EXERCISE REQUIREMENTS
Listed below are entries; give the number of lines among them that include "PageRequest", and only that number.

★ ★ ★ ★ ★ ★ ★

//! Command dispatcher.
//!
//! One [`CommandDispatcher`] serves every page. It parses nothing itself;
//! it receives a typed [`PageRequest`], applies policy, runs the command
//! and posts exactly one terminal reply. Handler errors become structured
//! exception replies; replies to disconnected pages are dropped.
//!
//! # Command Surface
//!
//! | Group | Commands |
//! |-------|----------|
//! | Lifecycle | `initialize`, `getExtensionVersion`, `getVersion`, `pollNative` |
//! | Certificates | `listCertificates`, `readCertificate`, `removeCertificate` |
//! | Signing | `signData`, `signHash`, `signHashes`, `signHashBatch`, `keySignData`, `keySignHash`, `preauthorizeSignatures` |
//! | Documents | `signPdf`, `signCades`, `signXml`, `openPades`, `openCades`, `openXmlSignature` |
//! | Filesystem | `showFileBrowser`, `showFolderBrowser`, `openFile`, `openFolder`, `downloadToFolder` |
//! | Tokens | `generateTokenRsaKeyPair`, `generateSoftwareRsaKeyPair`, `importTokenCertificate`, `importCertificate` |
//! | Misc | `sendAuthenticatedRequest`, `signWithRestPki`, `refreshDevice`, passthrough |

// ============================================================================
// Imports
// ============================================================================

use std::path::PathBuf;
use std::sync::Arc;
use std::time::{Duration, SystemTime, UNIX_EPOCH};

use async_trait::async_trait;
use serde_json::{json, Value};
use tracing::{debug, trace, warn};

use crate::blacklist::{restrictions, Blacklist};
use crate::devices::{
    device_for_thumbprint, refresh_device_certificates, RemoteDeviceManager,
};
use crate::error::{codes, Error, Result};
use crate::identifiers::{PathId, RequestId, StreamId, Thumbprint};
use crate::protocol::{is_at_least, NativeEnvelope, NativeReply, PageReply, PageRequest};
use crate::relay::RelayConfig;
use crate::restpki::{is_well_known, RestPkiClient};
use crate::router::Page;
use crate::settings::Settings;
use crate::transfer::{BufferedTransferManager, NativeCaller};
use crate::transport::NativeConnectionPool;

use super::remote;

// ============================================================================
// Constants
// ============================================================================

/// Maximum hashes per native batch round.
const BATCH_ROUND_SIZE: usize = 1000;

★ ★ ★ ★ ★ ★ ★

RESULT OF THE EXERCISE
2